Abstract: When black men and women were brought to Brazil, they had their hair shaved and their
names erased, their voices were silenced and their identity was lost in the process of
desafricanização. If the identity of the black man is still marginalized, afrofeminina identity is,
according to Spivak (2010), subaltern. In this way, we intend to explore the forms of negritude,
according to Bernd (1984), in the poems available on youtube by Peruvian Victoria Santa Cruz and
the Brazilian women Mel Duarte, Cristiane Sobral and Mãe Beata de Yemonjá. In the
(re)affirmation of black identity, in particular women, the first step is to have their hair in curly
way, this process of acceptance of their afrofeminina identity is one of the forms of resistance and
negritude.
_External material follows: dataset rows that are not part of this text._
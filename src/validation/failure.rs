/*!
 * Validation failure records and their JSON wire form.
 *
 * Each failure serializes to a single JSON object tagged by `type`:
 * - `caption_coverage`: coverage below the required percentage
 * - `incorrect_language`: detected language is not the expected one, or could not
 *   be detected at all
 */

use serde::{Deserialize, Serialize};
use std::fmt;

/// The only language tag accepted by the language check
pub const EXPECTED_LANGUAGE: &str = "en-US";

/// Tag reported when the detector could not give an answer
pub const UNKNOWN_LANGUAGE: &str = "unknown";

/// A quality problem found in a usable caption file
#[derive(Debug, Clone, PartialEq, Serialize, Deserialize)]
#[serde(tag = "type")]
pub enum ValidationFailure {
    #[serde(rename = "caption_coverage")]
    Coverage {
        #[serde(rename = "required_coverage")]
        required_pct: f64,
        #[serde(rename = "actual_coverage")]
        actual_pct: f64,
        #[serde(rename = "start_time")]
        window_start: f64,
        #[serde(rename = "end_time")]
        window_end: f64,
        #[serde(rename = "description")]
        message: String,
    },

    #[serde(rename = "incorrect_language")]
    Language {
        #[serde(rename = "detected_language")]
        detected: String,
        #[serde(rename = "expected_language")]
        expected: String,
        #[serde(rename = "description")]
        message: String,
    },
}

impl ValidationFailure {
    /// Coverage failure with the description pre-formatted to two decimals
    pub fn coverage(required_pct: f64, actual_pct: f64, window_start: f64, window_end: f64) -> Self {
        Self::Coverage {
            required_pct,
            actual_pct,
            window_start,
            window_end,
            message: format!(
                "Caption coverage of {:.2}% is below required {:.2}%",
                actual_pct, required_pct
            ),
        }
    }

    /// Detected language differs from the expected one
    pub fn language_mismatch(detected: impl Into<String>) -> Self {
        let detected = detected.into();
        let message = format!(
            "Detected language '{}' does not match expected '{}'",
            detected, EXPECTED_LANGUAGE
        );
        Self::Language {
            detected,
            expected: EXPECTED_LANGUAGE.to_string(),
            message,
        }
    }

    /// Detection itself failed; reported as language `unknown`
    pub fn language_undetectable(error: impl fmt::Display) -> Self {
        Self::Language {
            detected: UNKNOWN_LANGUAGE.to_string(),
            expected: EXPECTED_LANGUAGE.to_string(),
            message: format!("Failed to detect language: {}", error),
        }
    }

    /// Wire name of the failure category
    pub fn kind(&self) -> &'static str {
        match self {
            Self::Coverage { .. } => "caption_coverage",
            Self::Language { .. } => "incorrect_language",
        }
    }

    pub fn message(&self) -> &str {
        match self {
            Self::Coverage { message, .. } | Self::Language { message, .. } => message,
        }
    }

    /// Single-line JSON object
    pub fn to_json(&self) -> serde_json::Result<String> {
        serde_json::to_string(self)
    }
}

impl fmt::Display for ValidationFailure {
    fn fmt(&self, f: &mut fmt::Formatter<'_>) -> fmt::Result {
        write!(f, "{}: {}", self.kind(), self.message())
    }
}
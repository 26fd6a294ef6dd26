/*!
 * Integration tests for the controller running against a real detection server
 */

use anyhow::Result;
use caption_validator::app_config::Config;
use caption_validator::app_controller::Controller;
use caption_validator::errors::AppError;
use caption_validator::providers::mock_server::MockServerResponse;
use caption_validator::validation::{TimeWindow, ValidationRequest};

use crate::common;

fn config_for(endpoint: &str) -> Config {
    let mut config = Config::default();
    config.language.endpoint = endpoint.to_string();
    config
}

fn request(start: f64, end: f64, required: f64) -> ValidationRequest {
    ValidationRequest {
        window: TimeWindow::new(start, end).unwrap(),
        required_coverage: required,
    }
}

fn json_lines(out: Vec<u8>) -> Vec<serde_json::Value> {
    String::from_utf8(out)
        .unwrap()
        .lines()
        .map(|line| serde_json::from_str(line).unwrap())
        .collect()
}

/// Test that a well covered English file prints nothing
#[tokio::test]
async fn test_run_withGoodCaptions_shouldPrintNothing() -> Result<()> {
    let (endpoint, state) = common::start_mock_server(MockServerResponse::default()).await?;
    let temp_dir = common::create_temp_dir()?;
    let path = common::create_test_file(temp_dir.path(), "good.vtt", common::SINGLE_CUE_VTT)?;
    let controller = Controller::with_config(config_for(&endpoint))?;
    let mut out = Vec::new();

    let report = controller.run(&path, &request(0.0, 10.0, 40.0), &mut out).await?;

    assert!(report.is_clean());
    assert!(out.is_empty());
    assert_eq!(state.received(), vec!["Hello world".to_string()]);
    Ok(())
}

/// Test that coverage and language failures are both printed, coverage first
#[tokio::test]
async fn test_run_withSparseSpanishCaptions_shouldPrintBothFailures() -> Result<()> {
    let (endpoint, _state) = common::start_mock_server(MockServerResponse::Language("es-ES".to_string())).await?;
    let temp_dir = common::create_temp_dir()?;
    let path = common::create_test_file(temp_dir.path(), "sparse.srt", common::TWO_CUE_SRT)?;
    let controller = Controller::with_config(config_for(&endpoint))?;
    let mut out = Vec::new();

    controller.run(&path, &request(0.0, 30.0, 80.0), &mut out).await?;

    let lines = json_lines(out);
    assert_eq!(lines.len(), 2);
    assert_eq!(lines[0]["type"], "caption_coverage");
    assert_eq!(lines[1]["type"], "incorrect_language");
    assert_eq!(lines[1]["detected_language"], "es-ES");
    Ok(())
}

/// Test that a server error turns into an "unknown" language failure, not a fatal error
#[tokio::test]
async fn test_run_withFailingDetector_shouldReportUnknownLanguage() -> Result<()> {
    let (endpoint, _state) = common::start_mock_server(MockServerResponse::Status(503)).await?;
    let temp_dir = common::create_temp_dir()?;
    let path = common::create_test_file(temp_dir.path(), "good.vtt", common::SINGLE_CUE_VTT)?;
    let controller = Controller::with_config(config_for(&endpoint))?;
    let mut out = Vec::new();

    controller.run(&path, &request(0.0, 10.0, 0.0), &mut out).await?;

    let lines = json_lines(out);
    assert_eq!(lines.len(), 1);
    assert_eq!(lines[0]["detected_language"], "unknown");
    assert!(lines[0]["description"].as_str().unwrap().starts_with("Failed to detect language:"));
    Ok(())
}

/// Test that an unsupported file never reaches the detector
#[tokio::test]
async fn test_run_withUnsupportedFile_shouldFailBeforeDetection() -> Result<()> {
    let (endpoint, state) = common::start_mock_server(MockServerResponse::default()).await?;
    let temp_dir = common::create_temp_dir()?;
    let path = common::create_test_file(temp_dir.path(), "notes.txt", "This is just plain text, not a caption file")?;
    let controller = Controller::with_config(config_for(&endpoint))?;
    let mut out = Vec::new();

    let err = controller.run(&path, &request(0.0, 30.0, 80.0), &mut out).await.unwrap_err();

    assert!(matches!(err.downcast_ref::<AppError>(), Some(AppError::UnsupportedFormat)));
    assert!(out.is_empty());
    assert!(state.received().is_empty());
    Ok(())
}
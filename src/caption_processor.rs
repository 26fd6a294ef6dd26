use log::debug;
use std::fmt;

use crate::timecode::{TimecodeStyle, parse_timecode};

// @module: Caption format sniffing and cue extraction

/// Number of leading bytes the sniffer looks at
pub const SNIFF_PREFIX_LEN: usize = 100;

const WEBVTT_MARKER: &str = "WEBVTT";
const TIMING_ARROW: &str = "-->";
const BOM: char = '\u{feff}';

// @struct: Single caption cue
#[derive(Debug, Clone, PartialEq)]
pub struct CaptionCue {
    // @field: Start time in seconds
    pub start_time: f64,

    // @field: End time in seconds, not checked against start
    pub end_time: f64,

    // @field: Cue text, multi-line text joined with single spaces
    pub text: String,
}

impl CaptionCue {
    pub fn new(start_time: f64, end_time: f64, text: impl Into<String>) -> Self {
        Self {
            start_time,
            end_time,
            text: text.into(),
        }
    }
}

/// Caption formats recognised by the sniffer
#[derive(Debug, Clone, Copy, PartialEq, Eq, Hash)]
pub enum CaptionFormat {
    WebVtt,
    Srt,
    Unsupported,
}

impl CaptionFormat {
    pub fn is_supported(self) -> bool {
        !matches!(self, Self::Unsupported)
    }

    /// Timestamp style used by the format, `None` when unsupported
    pub fn timecode_style(self) -> Option<TimecodeStyle> {
        match self {
            Self::WebVtt => Some(TimecodeStyle::Dotted),
            Self::Srt => Some(TimecodeStyle::Comma),
            Self::Unsupported => None,
        }
    }
}

impl fmt::Display for CaptionFormat {
    fn fmt(&self, f: &mut fmt::Formatter<'_>) -> fmt::Result {
        match self {
            Self::WebVtt => write!(f, "webvtt"),
            Self::Srt => write!(f, "srt"),
            Self::Unsupported => write!(f, "unknown"),
        }
    }
}

/// Why a cue candidate was dropped
#[derive(Debug, Clone, PartialEq)]
pub enum SkipReason {
    /// The timing line does not split into exactly two sides around `-->`
    MalformedTimingLine,
    /// Start timestamp did not parse
    InvalidStartTime(String),
    /// End timestamp did not parse
    InvalidEndTime(String),
    /// SRT block with fewer than three lines
    BlockTooShort { lines: usize },
    /// SRT block whose second line has no `-->`
    MissingTimingLine,
}

impl fmt::Display for SkipReason {
    fn fmt(&self, f: &mut fmt::Formatter<'_>) -> fmt::Result {
        match self {
            Self::MalformedTimingLine => write!(f, "malformed timing line"),
            Self::InvalidStartTime(t) => write!(f, "invalid start time '{}'", t),
            Self::InvalidEndTime(t) => write!(f, "invalid end time '{}'", t),
            Self::BlockTooShort { lines } => write!(f, "block has only {} line(s)", lines),
            Self::MissingTimingLine => write!(f, "second line is not a timing line"),
        }
    }
}

/// Outcome of a single cue candidate
#[derive(Debug, Clone, PartialEq)]
pub enum CueOutcome {
    Parsed(CaptionCue),
    Skipped {
        /// 1-based line of the timing line (WebVTT) or block start (SRT)
        line: usize,
        reason: SkipReason,
    },
}

/// Cues extracted from one caption file, in file order
#[derive(Debug, Clone)]
pub struct CaptionTrack {
    /// Format the content was parsed as
    pub format: CaptionFormat,

    outcomes: Vec<CueOutcome>,
}

impl CaptionTrack {
    /// Build a track directly from cues, mostly useful in tests
    pub fn from_cues(format: CaptionFormat, cues: Vec<CaptionCue>) -> Self {
        Self {
            format,
            outcomes: cues.into_iter().map(CueOutcome::Parsed).collect(),
        }
    }

    /// Extract cues from content that has already been sniffed.
    ///
    /// Returns `None` for `CaptionFormat::Unsupported`. Malformed cues never abort
    /// extraction; they are recorded as skipped and the scan continues.
    pub fn parse(content: &str, format: CaptionFormat) -> Option<Self> {
        let content = normalize_content(content);
        let outcomes = match format {
            CaptionFormat::WebVtt => Self::parse_webvtt(&content),
            CaptionFormat::Srt => Self::parse_srt(&content),
            CaptionFormat::Unsupported => return None,
        };

        let track = Self { format, outcomes };
        debug!(
            "Extracted {} {} cue(s), skipped {}",
            track.cue_count(),
            format,
            track.skipped_count()
        );
        Some(track)
    }

    /// Successfully parsed cues
    pub fn cues(&self) -> impl Iterator<Item = &CaptionCue> {
        self.outcomes.iter().filter_map(|o| match o {
            CueOutcome::Parsed(cue) => Some(cue),
            CueOutcome::Skipped { .. } => None,
        })
    }

    pub fn into_cues(self) -> Vec<CaptionCue> {
        self.outcomes
            .into_iter()
            .filter_map(|o| match o {
                CueOutcome::Parsed(cue) => Some(cue),
                CueOutcome::Skipped { .. } => None,
            })
            .collect()
    }

    /// Skipped candidates as `(line, reason)` pairs
    pub fn skipped(&self) -> impl Iterator<Item = (usize, &SkipReason)> {
        self.outcomes.iter().filter_map(|o| match o {
            CueOutcome::Skipped { line, reason } => Some((*line, reason)),
            CueOutcome::Parsed(_) => None,
        })
    }

    pub fn cue_count(&self) -> usize {
        self.cues().count()
    }

    pub fn skipped_count(&self) -> usize {
        self.outcomes.len() - self.cue_count()
    }

    /// Text of all non-empty cues joined with single spaces
    pub fn joined_text(&self) -> String {
        self.cues()
            .map(|c| c.text.as_str())
            .filter(|t| !t.is_empty())
            .collect::<Vec<_>>()
            .join(" ")
    }

    // WebVTT: every line containing `-->` starts a cue, text runs to the next blank line
    fn parse_webvtt(content: &str) -> Vec<CueOutcome> {
        let lines: Vec<&str> = content.split('\n').collect();
        let mut outcomes = Vec::new();

        let mut i = 0;
        while i < lines.len() {
            let line = lines[i].trim();
            let line_no = i + 1;
            i += 1;

            if !line.contains(TIMING_ARROW) {
                continue;
            }

            let (start, end) = match parse_timing_line(line, TimecodeStyle::Dotted) {
                Ok(times) => times,
                Err(reason) => {
                    debug!("Skipping WebVTT cue at line {}: {}", line_no, reason);
                    outcomes.push(CueOutcome::Skipped { line: line_no, reason });
                    continue;
                }
            };

            let mut text_parts = Vec::new();
            while i < lines.len() && !lines[i].trim().is_empty() {
                text_parts.push(lines[i].trim());
                i += 1;
            }

            outcomes.push(CueOutcome::Parsed(CaptionCue::new(start, end, text_parts.join(" "))));
        }

        outcomes
    }

    // SRT: blank-line separated blocks of index, timing line, then text lines
    fn parse_srt(content: &str) -> Vec<CueOutcome> {
        let mut outcomes = Vec::new();
        let mut line_no = 1;

        for block in content.split("\n\n") {
            let block_line = line_no + leading_newlines(block);
            line_no += block.matches('\n').count() + 2;

            let lines: Vec<&str> = block.trim().split('\n').collect();
            if lines.len() < 3 {
                // Stray blank lines are not cue candidates
                if !block.trim().is_empty() {
                    let reason = SkipReason::BlockTooShort { lines: lines.len() };
                    debug!("Skipping SRT block at line {}: {}", block_line, reason);
                    outcomes.push(CueOutcome::Skipped { line: block_line, reason });
                }
                continue;
            }
            if !lines[1].contains(TIMING_ARROW) {
                let reason = SkipReason::MissingTimingLine;
                debug!("Skipping SRT block at line {}: {}", block_line, reason);
                outcomes.push(CueOutcome::Skipped { line: block_line, reason });
                continue;
            }

            match parse_timing_line(lines[1], TimecodeStyle::Comma) {
                Ok((start, end)) => {
                    // SRT text lines are joined as-is, without per-line trimming
                    let text = lines[2..].join(" ");
                    outcomes.push(CueOutcome::Parsed(CaptionCue::new(start, end, text)));
                }
                Err(reason) => {
                    debug!("Skipping SRT block at line {}: {}", block_line, reason);
                    outcomes.push(CueOutcome::Skipped { line: block_line, reason });
                }
            }
        }

        outcomes
    }
}

/// Classify content from its first bytes.
///
/// Only the first `SNIFF_PREFIX_LEN` bytes are examined. A `WEBVTT` token anywhere in
/// that prefix wins; otherwise a first line made only of ASCII digits means SRT.
pub fn sniff_format(content_prefix: &[u8]) -> CaptionFormat {
    sniff_format_with_limit(content_prefix, SNIFF_PREFIX_LEN)
}

/// Like `sniff_format` with a custom prefix length
pub fn sniff_format_with_limit(content_prefix: &[u8], limit: usize) -> CaptionFormat {
    let prefix = &content_prefix[..content_prefix.len().min(limit)];
    let header = String::from_utf8_lossy(prefix);
    let header = header.strip_prefix(BOM).unwrap_or(&*header);

    if header.contains(WEBVTT_MARKER) {
        return CaptionFormat::WebVtt;
    }

    let first_line = header.split('\n').next().unwrap_or_default().trim();
    if !first_line.is_empty() && first_line.bytes().all(|b| b.is_ascii_digit()) {
        return CaptionFormat::Srt;
    }

    CaptionFormat::Unsupported
}

// Split on `-->`, trim both sides and parse them in the given style
fn parse_timing_line(line: &str, style: TimecodeStyle) -> Result<(f64, f64), SkipReason> {
    let sides: Vec<&str> = line.split(TIMING_ARROW).collect();
    let [start, end] = sides.as_slice() else {
        return Err(SkipReason::MalformedTimingLine);
    };

    let start = start.trim();
    let end = end.trim();
    let start_time =
        parse_timecode(start, style).map_err(|_| SkipReason::InvalidStartTime(start.to_string()))?;
    let end_time =
        parse_timecode(end, style).map_err(|_| SkipReason::InvalidEndTime(end.to_string()))?;

    Ok((start_time, end_time))
}

fn normalize_content(content: &str) -> String {
    content.strip_prefix(BOM).unwrap_or(content).replace("\r\n", "\n")
}

fn leading_newlines(block: &str) -> usize {
    block.chars().take_while(|c| c.is_whitespace()).filter(|&c| c == '\n').count()
}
To assume negritude is, at the same time, to accept its African offspring and to rescue the
lost, erased and silenced identity in the process of enslavement and desafricanização from the black
diaspora. Therefore, to assume, at first, the hair or even to adopt the turbans are the representation
of the crowning of these women, perhaps, foreign in themselves who find their place back. It is
necessary (re)exist in the midst of the European standards of beauty and to assume negritude in the
hair, body, soul and, above all, identity.

Keywords: Negritude, Hair, Afrofeminina identity.